What surprises us about this bike
The combination of step-through frame + full air suspension + 960 Wh battery + hydraulic brakes is rare at any price. At Cyrusher's typical 2026 sale price of $1,599, it's the only step-through fat-tire bike we've found with all four. Closest comparables are the Heybike Ranger S at $1,199 (no rear suspension, mechanical brakes, 692 Wh battery), the Aventon Sinch.2 ST at $1,599 (no rear suspension, hydraulic brakes, 672 Wh battery), and the much-pricier Mokwheel Basalt ST at $1,799 (hydraulic brakes, 940 Wh battery, but no rear suspension).
The Kommoda 3.0 wins all those head-to-heads on suspension and battery; it loses on weight (83 lb assembled vs 72 lb Ranger S, 68 lb Sinch.2 ST). It's emphatically not a bike you'll lift onto a car rack one-handed.
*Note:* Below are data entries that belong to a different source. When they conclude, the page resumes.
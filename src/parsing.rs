//! File parsing functionality for benchmark measurement tables
//!
//! This module handles loading the CSV files written by the append-only proof benchmark.
//! Files ending in `.zst` are decompressed on the fly.

use crate::common::data_structures::{Column, MeasurementRow, MeasurementTable};
use crate::config::ColumnNames;
use csv::{ReaderBuilder, StringRecord, Trim};
use indicatif::{ProgressBar, ProgressStyle};
use std::fs::File;
use std::io::{BufReader, Read};
use std::path::{Path, PathBuf};
use thiserror::Error;
use zstd::Decoder;

/// Errors that can occur during file parsing
#[derive(Error, Debug)]
pub enum ParsingError {
    #[error("Failed to read input file {path}: {source}")]
    FileRead {
        path: PathBuf,
        source: std::io::Error,
    },

    #[error("Failed to decompress zstd file {path}: {source}")]
    Decompression {
        path: PathBuf,
        source: std::io::Error,
    },

    #[error("Failed to parse CSV file {path}: {source}")]
    CsvParse { path: PathBuf, source: csv::Error },

    #[error("Input file {path} is missing required column '{column}'")]
    MissingColumn { path: PathBuf, column: String },

    #[error("Input file {path} has non-numeric value '{value}' in column '{column}' (line {line})")]
    NonNumeric {
        path: PathBuf,
        column: String,
        value: String,
        line: u64,
    },

    #[error("Input file {path} contains no measurements")]
    Empty { path: PathBuf },
}

type Result<T> = core::result::Result<T, ParsingError>;

/// Returns true if the path names a zstd compressed file
fn is_zstd(path: &Path) -> bool {
    path.extension().is_some_and(|extension| extension == "zst")
}

/// Opens the input, wrapping it in a ZStandard decoder where needed
fn open_input(path: &Path) -> Result<Box<dyn Read>> {
    let file = File::open(path).map_err(|source| ParsingError::FileRead {
        path: path.to_path_buf(),
        source,
    })?;

    if is_zstd(path) {
        let decoder = Decoder::new(file).map_err(|source| ParsingError::Decompression {
            path: path.to_path_buf(),
            source,
        })?;
        Ok(Box::new(decoder))
    } else {
        Ok(Box::new(BufReader::new(file)))
    }
}

/// Parse a single measurement table
///
/// This function:
/// - Opens the file (decompressing `.zst` inputs)
/// - Reads the header row and locates the required columns
/// - Parses every row, keeping all other columns as optional numbers
///
/// # Arguments
/// * `path` - Path to the CSV file
/// * `columns` - Names of the required columns
///
/// # Returns
/// * `Ok(MeasurementTable)` - Successfully parsed measurements
/// * `Err(ParsingError)` - If reading, decompression, CSV parsing or schema checks failed
pub fn parse_measurements(path: &Path, columns: &ColumnNames) -> Result<MeasurementTable> {
    let reader = open_input(path)?;
    parse_measurements_from_reader(reader, path, columns)
}

/// Parses measurements from an already opened reader; `path` is used for error messages
pub fn parse_measurements_from_reader<R: Read>(
    reader: R,
    path: &Path,
    columns: &ColumnNames,
) -> Result<MeasurementTable> {
    let csv_error = |source: csv::Error| ParsingError::CsvParse {
        path: path.to_path_buf(),
        source,
    };

    let mut reader = ReaderBuilder::new().trim(Trim::All).from_reader(reader);
    let headers = reader.headers().map_err(csv_error)?.clone();

    let find = |name: &str| {
        headers
            .iter()
            .position(|header| header == name)
            .ok_or_else(|| ParsingError::MissingColumn {
                path: path.to_path_buf(),
                column: name.to_string(),
            })
    };

    let key_index = find(&columns.dict_size)?;
    find(&columns.proof_size)?;
    find(&columns.verify_time)?;

    // Every header except the key becomes a value column.
    let value_indices: Vec<usize> = (0..headers.len()).filter(|&i| i != key_index).collect();
    let mut table = MeasurementTable::new(
        value_indices
            .iter()
            .map(|&index| Column::new(&headers[index], true))
            .collect(),
    );

    let mut record = StringRecord::new();
    while reader.read_record(&mut record).map_err(csv_error)? {
        let line = record.position().map_or(0, |position| position.line());

        let key = &record[key_index];
        let dict_size = key
            .parse::<u64>()
            .map_err(|_| ParsingError::NonNumeric {
                path: path.to_path_buf(),
                column: columns.dict_size.clone(),
                value: key.to_string(),
                line,
            })?;

        let mut values = Vec::with_capacity(value_indices.len());
        for (column, &index) in table.columns.iter_mut().zip(&value_indices) {
            let cell = record.get(index).unwrap_or("");
            let required = column.name == columns.proof_size || column.name == columns.verify_time;
            let value = if cell.is_empty() {
                None
            } else {
                match cell.parse::<f64>() {
                    Ok(value) => Some(value),
                    Err(_) if required => {
                        return Err(ParsingError::NonNumeric {
                            path: path.to_path_buf(),
                            column: column.name.clone(),
                            value: cell.to_string(),
                            line,
                        });
                    }
                    Err(_) => {
                        column.numeric = false;
                        None
                    }
                }
            };
            values.push(value);
        }

        table.rows.push(MeasurementRow { dict_size, values });
    }

    if table.rows.is_empty() {
        return Err(ParsingError::Empty {
            path: path.to_path_buf(),
        });
    }

    Ok(table)
}

/// Creates the progress bar shown while input files are loaded
pub fn create_progress_bar(file_count: usize) -> ProgressBar {
    let progress = ProgressBar::new(file_count as u64);
    if let Ok(style) = ProgressStyle::with_template("{spinner} [{pos}/{len}] {wide_msg}") {
        progress.set_style(style);
    }
    progress
}

/// Loads every input file and concatenates them into one table
///
/// Files are read in order; the first failure aborts loading and names the offending path.
pub fn load_measurements(
    paths: &[PathBuf],
    columns: &ColumnNames,
    progress: &ProgressBar,
) -> Result<MeasurementTable> {
    log::info!("Reading CSV files: {:?}", paths);

    let mut tables = Vec::with_capacity(paths.len());
    for path in paths {
        progress.set_message(path.display().to_string());
        let table = parse_measurements(path, columns)?;
        log::debug!("{}: {} rows", path.display(), table.rows.len());
        tables.push(table);
        progress.inc(1);
    }
    progress.finish_and_clear();

    Ok(MeasurementTable::concat(tables))
}

#[cfg(test)]
mod tests {
    use super::*;
    use std::fs;
    use std::io::Write;

    fn parse_str(text: &str) -> Result<MeasurementTable> {
        let path = Path::new("test.csv");
        parse_measurements_from_reader(text.as_bytes(), path, &ColumnNames::default())
    }

    #[test]
    fn parses_required_and_extra_columns() {
        let table = parse_str(
            "dictSize,appendOnlyProofSize,verifyUsec,treeHeight\n\
             100,10,5000,7\n\
             200, 12 , 6000 ,8\n",
        )
        .unwrap();

        let names: Vec<_> = table.columns.iter().map(|c| c.name.as_str()).collect();
        assert_eq!(names, vec!["appendOnlyProofSize", "verifyUsec", "treeHeight"]);
        assert_eq!(table.rows.len(), 2);
        assert_eq!(table.rows[1].dict_size, 200);
        assert_eq!(table.rows[1].values, vec![Some(12.0), Some(6000.0), Some(8.0)]);
    }

    #[test]
    fn key_column_may_appear_anywhere() {
        let table = parse_str("verifyUsec,dictSize,appendOnlyProofSize\n5000,1024,10\n").unwrap();
        assert_eq!(table.rows[0].dict_size, 1024);
        assert_eq!(table.rows[0].values, vec![Some(5000.0), Some(10.0)]);
    }

    #[test]
    fn missing_column_is_a_schema_error() {
        let err = parse_str("dictSize,verifyUsec\n100,5000\n").unwrap_err();
        match err {
            ParsingError::MissingColumn { column, .. } => {
                assert_eq!(column, "appendOnlyProofSize")
            }
            other => panic!("unexpected error: {}", other),
        }
    }

    #[test]
    fn non_numeric_extra_columns_are_flagged() {
        let table = parse_str(
            "dictSize,appendOnlyProofSize,verifyUsec,host\n100,10,5000,alpha\n100,11,5100,\n",
        )
        .unwrap();
        assert!(!table.columns[2].numeric);
        assert_eq!(table.rows[0].values[2], None);
    }

    #[test]
    fn non_numeric_required_columns_fail() {
        let err = parse_str("dictSize,appendOnlyProofSize,verifyUsec\n100,ten,5000\n").unwrap_err();
        match err {
            ParsingError::NonNumeric { column, line, .. } => {
                assert_eq!(column, "appendOnlyProofSize");
                assert_eq!(line, 2);
            }
            other => panic!("unexpected error: {}", other),
        }
    }

    #[test]
    fn bad_dict_size_fails() {
        let err = parse_str("dictSize,appendOnlyProofSize,verifyUsec\n1.5,10,5000\n").unwrap_err();
        assert!(matches!(err, ParsingError::NonNumeric { ref column, .. } if column == "dictSize"));
    }

    #[test]
    fn ragged_rows_are_csv_errors() {
        let err = parse_str("dictSize,appendOnlyProofSize,verifyUsec\n100,10\n").unwrap_err();
        assert!(matches!(err, ParsingError::CsvParse { .. }));
        assert!(err.to_string().contains("test.csv"));
    }

    #[test]
    fn header_only_file_is_empty() {
        let err = parse_str("dictSize,appendOnlyProofSize,verifyUsec\n").unwrap_err();
        assert!(matches!(err, ParsingError::Empty { .. }));
    }

    #[test]
    fn missing_file_names_path() {
        let err = parse_measurements(Path::new("no/such/input.csv"), &ColumnNames::default())
            .unwrap_err();
        assert!(matches!(err, ParsingError::FileRead { .. }));
        assert!(err.to_string().contains("input.csv"));
    }

    #[test]
    fn reads_zstd_compressed_input() {
        let dir = tempfile::tempdir().unwrap();
        let path = dir.path().join("trial.csv.zst");
        let compressed = zstd::encode_all(
            "dictSize,appendOnlyProofSize,verifyUsec\n64,3,900\n".as_bytes(),
            3,
        )
        .unwrap();
        fs::write(&path, compressed).unwrap();

        let table = parse_measurements(&path, &ColumnNames::default()).unwrap();
        assert_eq!(table.rows[0].dict_size, 64);
        assert_eq!(table.rows[0].values, vec![Some(3.0), Some(900.0)]);
    }

    #[test]
    fn load_concatenates_files_in_order() {
        let dir = tempfile::tempdir().unwrap();
        let first = dir.path().join("a.csv");
        let second = dir.path().join("b.csv");
        fs::File::create(&first)
            .unwrap()
            .write_all(b"dictSize,appendOnlyProofSize,verifyUsec\n100,10,5000\n")
            .unwrap();
        fs::File::create(&second)
            .unwrap()
            .write_all(b"dictSize,appendOnlyProofSize,verifyUsec\n100,20,7000\n")
            .unwrap();

        let table = load_measurements(
            &[first, second],
            &ColumnNames::default(),
            &ProgressBar::hidden(),
        )
        .unwrap();
        assert_eq!(table.rows.len(), 2);
        assert_eq!(table.rows[0].values[0], Some(10.0));
        assert_eq!(table.rows[1].values[0], Some(20.0));
    }

    #[test]
    fn load_stops_at_first_bad_file() {
        let dir = tempfile::tempdir().unwrap();
        let good = dir.path().join("good.csv");
        fs::write(&good, "dictSize,appendOnlyProofSize,verifyUsec\n100,10,5000\n").unwrap();
        let bad = dir.path().join("missing.csv");

        let err = load_measurements(&[good, bad], &ColumnNames::default(), &ProgressBar::hidden())
            .unwrap_err();
        assert!(err.to_string().contains("missing.csv"));
    }
}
This is a "ride from your front door" e-bike, not a "load up for a weekend trip" bike.
Power, ride feel, and the "moped" label
New Atlas's review (April 2026) opens with: "calling this a 'bicycle' almost feels a little dishonest — when you twist the throttle, the whole experience leans more towards an electric moped that just happens to have pedals." That's an apt framing. The bike is rated 750 W (federally compliant), peaks at 1500 W (which lets it accelerate from a stop hard), and produces 85 Nm of torque (mid-tier mountain-bike spec at this price).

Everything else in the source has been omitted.